Another important aspect is data heterogeneity, as differences in imaging protocols, equipment settings, and patient demographics may strongly influence model performance.³

Another limitation is the lack of transparency and interpretability. Deep learning models often behave as “black boxes,” providing limited insight into how decisions are derived, which may reduce clinicians’ trust and hinder regulatory approval.^3,10

Finally, the lack of standardization in reporting performance metrics, preprocessing steps, and dataset characteristics makes it challenging to compare various studies or replicate results across different research groups.^2,5 Ethical, Regulatory, and Bias Challenges.

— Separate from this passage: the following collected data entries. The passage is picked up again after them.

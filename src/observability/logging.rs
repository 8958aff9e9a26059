//! Structured logging.
//!
//! # Responsibilities
//! - Initialize the tracing subscriber
//! - Default filter targets this crate and tower-http; override with
//!   `RUST_LOG`

use tracing_subscriber::{layer::SubscriberExt, util::SubscriberInitExt};

/// Initialize the global tracing subscriber.
pub fn init() {
    tracing_subscriber::registry()
        .with(
            tracing_subscriber::EnvFilter::try_from_default_env()
                .unwrap_or_else(|_| "load_balancer=debug,tower_http=debug".into()),
        )
        .with(tracing_subscriber::fmt::layer())
        .init();
}
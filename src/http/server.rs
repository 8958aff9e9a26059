//! HTTP reverse-proxy server.
//!
//! # Responsibilities
//! - Create the Axum router with the catch-all proxy handler
//! - Wire up middleware (tracing)
//! - Select a backend per request and forward it with forwarding headers
//! - Stream request and response bodies without full buffering
//! - Optional TLS termination on the listener
//!
//! # Design Decisions
//! - The upstream client is reqwest: it speaks HTTPS to backends whose
//!   `secure` flag is set and streams bodies in both directions
//! - A request that fails before upstream response headers arrive gets a
//!   502; a failure mid-stream surfaces as a body stream error, which
//!   aborts the client connection
//! - Proxied connections carry no overall timeout; they live as long as
//!   both ends do

use std::net::SocketAddr;
use std::sync::Arc;

use axum::{
    body::Body,
    extract::{ConnectInfo, State},
    http::{HeaderValue, Request, StatusCode},
    response::{IntoResponse, Response},
    routing::any,
    Router,
};
use axum_server::tls_rustls::RustlsConfig;
use tokio::net::TcpListener;
use tokio::sync::broadcast;
use tower_http::trace::TraceLayer;

use crate::balance::BackendSelector;
use crate::observability::metrics;

/// Application state injected into the proxy handler.
#[derive(Clone)]
pub struct AppState {
    pub selector: Arc<BackendSelector>,
    pub client: reqwest::Client,
    /// Whether the listener terminates TLS; drives `x-forwarded-proto`.
    pub tls_enabled: bool,
}

/// HTTP reverse-proxy server.
pub struct HttpServer {
    router: Router,
}

impl HttpServer {
    /// Create a new HTTP server over the given selector.
    ///
    /// `tls_enabled` reflects whether the listener terminates TLS, i.e.
    /// whether inbound connections are encrypted.
    pub fn new(selector: Arc<BackendSelector>, tls_enabled: bool) -> Self {
        // Backend responses are relayed verbatim: a 3xx from the backend
        // goes to the client untouched, never chased by the proxy.
        let client = reqwest::Client::builder()
            .redirect(reqwest::redirect::Policy::none())
            .build()
            .expect("failed to build upstream client");
        let state = AppState {
            selector,
            client,
            tls_enabled,
        };
        Self {
            router: Self::build_router(state),
        }
    }

    /// Build the Axum router with the catch-all proxy route.
    fn build_router(state: AppState) -> Router {
        Router::new()
            .route("/{*path}", any(proxy_handler))
            .route("/", any(proxy_handler))
            .with_state(state)
            .layer(TraceLayer::new_for_http())
    }

    /// Run the server on a plain TCP listener.
    pub async fn run(
        self,
        listener: TcpListener,
        mut shutdown: broadcast::Receiver<()>,
    ) -> Result<(), std::io::Error> {
        let addr = listener.local_addr()?;
        tracing::info!(address = %addr, "HTTP load balancer listening");

        let app = self
            .router
            .into_make_service_with_connect_info::<SocketAddr>();

        axum::serve(listener, app)
            .with_graceful_shutdown(async move {
                let _ = shutdown.recv().await;
                tracing::info!("HTTP server received shutdown signal");
            })
            .await?;

        tracing::info!("HTTP server stopped");
        Ok(())
    }

    /// Run the server with TLS termination.
    pub async fn run_tls(
        self,
        addr: SocketAddr,
        tls: RustlsConfig,
        mut shutdown: broadcast::Receiver<()>,
    ) -> Result<(), std::io::Error> {
        tracing::info!(address = %addr, "HTTPS load balancer listening");

        let handle = axum_server::Handle::new();
        let shutdown_handle = handle.clone();
        tokio::spawn(async move {
            let _ = shutdown.recv().await;
            tracing::info!("HTTPS server received shutdown signal");
            shutdown_handle.graceful_shutdown(None);
        });

        let app = self
            .router
            .into_make_service_with_connect_info::<SocketAddr>();

        axum_server::bind_rustls(addr, tls)
            .handle(handle)
            .serve(app)
            .await?;

        tracing::info!("HTTPS server stopped");
        Ok(())
    }
}

/// Main proxy handler: select a backend, forward the request with the
/// forwarding headers added, and stream the response back.
async fn proxy_handler(
    State(state): State<AppState>,
    ConnectInfo(addr): ConnectInfo<SocketAddr>,
    request: Request<Body>,
) -> Response {
    let client_ip = addr.ip();

    let Some(backend) = state.selector.select(client_ip) else {
        tracing::error!(client = %client_ip, "No backend available");
        return bad_gateway();
    };

    let (parts, body) = request.into_parts();
    let path_and_query = parts
        .uri
        .path_and_query()
        .map(|pq| pq.as_str())
        .unwrap_or("/");
    let url = format!("{}{}", backend.base_url(), path_and_query);
    let method = parts.method.clone();

    tracing::debug!(
        client = %client_ip,
        method = %method,
        path = path_and_query,
        backend = %backend.authority(),
        "Proxying request"
    );

    // Copy all inbound headers, then overwrite the two forwarding headers.
    let mut headers = parts.headers;
    if let Ok(value) = HeaderValue::from_str(&client_ip.to_string()) {
        headers.insert("x-forwarded-for", value);
    }
    let proto = if state.tls_enabled { "https" } else { "http" };
    headers.insert("x-forwarded-proto", HeaderValue::from_static(proto));

    let upstream = state
        .client
        .request(parts.method, &url)
        .headers(headers)
        .body(reqwest::Body::wrap_stream(body.into_data_stream()))
        .send()
        .await;

    match upstream {
        Ok(response) => {
            let status = response.status();
            metrics::record_request(method.as_str(), status.as_u16(), &backend.authority());

            let mut builder = Response::builder().status(status);
            if let Some(response_headers) = builder.headers_mut() {
                for (name, value) in response.headers() {
                    response_headers.insert(name.clone(), value.clone());
                }
            }

            builder
                .body(Body::from_stream(response.bytes_stream()))
                .map(IntoResponse::into_response)
                .unwrap_or_else(|_| bad_gateway())
        }
        Err(error) => {
            tracing::error!(
                client = %client_ip,
                backend = %backend.authority(),
                error = %error,
                "Upstream request failed"
            );
            metrics::record_request(method.as_str(), 502, &backend.authority());
            bad_gateway()
        }
    }
}

fn bad_gateway() -> Response {
    (StatusCode::BAD_GATEWAY, "Bad Gateway").into_response()
}
//! OS signal handling.

/// Wait for a termination signal (Ctrl+C or SIGTERM).
pub async fn wait_for_signal() {
    let ctrl_c = async {
        if let Err(error) = tokio::signal::ctrl_c().await {
            tracing::error!(error = %error, "Failed to install Ctrl+C handler");
        }
    };

    #[cfg(unix)]
    let terminate = async {
        match tokio::signal::unix::signal(tokio::signal::unix::SignalKind::terminate()) {
            Ok(mut signal) => {
                signal.recv().await;
            }
            Err(error) => {
                tracing::error!(error = %error, "Failed to install SIGTERM handler");
            }
        }
    };

    #[cfg(not(unix))]
    let terminate = std::future::pending::<()>();

    tokio::select! {
        _ = ctrl_c => {}
        _ = terminate => {}
    }

    tracing::info!("Shutdown signal received");
}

There are several ethical and regulatory issues related to the use of AI in BPH diagnostics. The training algorithms using patient data raise ethical issues of data privacy, informed consent, and ownership. Much greater transparency in data governance and adherence to existing privacy laws-including, but not limited to, the EU’s General Data Protection Regulation-are vitally important.⁴ From a regulatory perspective, relatively few AI-based diagnostic tools have received regulatory approval (eg, FDA or CE marking). Approval of medical AI has to be given after strong clinical validation of clear benefits, coupled with post-market monitoring-areas wherein current models on BPH are wanting.^4,5

Lack of standardization as far as auditing algorithm frameworks is concerned postpones the formal certification and adoption of algorithms across health systems.²

Another major ethical risk is bias within data sets. Where models have been pre-trained on restricted, homogeneous data-represented by geography, age, or ethnicity-they tend to perform poorly or are unfair on under-represented groups. This means that any future datasets should focus on diversity, balance, and transparency in labeling so that diagnostic performance is equitable for all patient populations.^4,10

Future Directions

The future should be aimed at multi-center, prospective validation with uniform imaging and clinical protocols to facilitate clinical translation. It would be necessary to test the generalizability and robustness of different models across cohorts of patients. They should also adhere in a transparent way to reporting guidelines, such as TRIPOD-AI or CONSORT-AI, so as to make their work more reproducible and comparable by their peers.² The integration of multi-modal AI systems comprising imaging, biochemical, and clinical data may, therefore, achieve superior diagnostic performances compared to single-domain model counterparts.⁷ Finally, integrating AI into routine workflows will require collaboration between clinicians, engineers, and regulatory agencies in ensuring these technologies are safe, reliable, and clinically effective.

Overall Interpretation

Although AI technologies have great potential for transforming diagnosis and management in BPH, they are not yet ready for general clinical use.⁵ The current findings support AI as a valuable adjunct to, rather than a replacement for clinician expertise. Ongoing efforts at validation, transparency, and ethical regulation will be crucial if AI-based diagnostics are to transition from experimental tools to trusted components of urological practice.⁴

Conclusion

Artificial intelligence has the potential to significantly enhance the diagnosis of benign prostatic hyperplasia by improving accuracy, objectivity, and data-driven clinical decision-making. However, several challenges continue to limit widespread clinical implementation, including limited external validation, dataset heterogeneity, and regulatory and ethical concerns.

Future research should focus on large-scale, multicenter validation, the development of explainable AI models, and the integration of multimodal data.

Overall, AI holds significant promise in enhancing BPH diagnostics by improving diagnostic accuracy, reducing unnecessary biopsies and invasive procedures, and supporting more efficient clinical decision-making. However, its successful clinical adoption will depend on rigorous validation, standardization, and integration into real-world healthcare systems.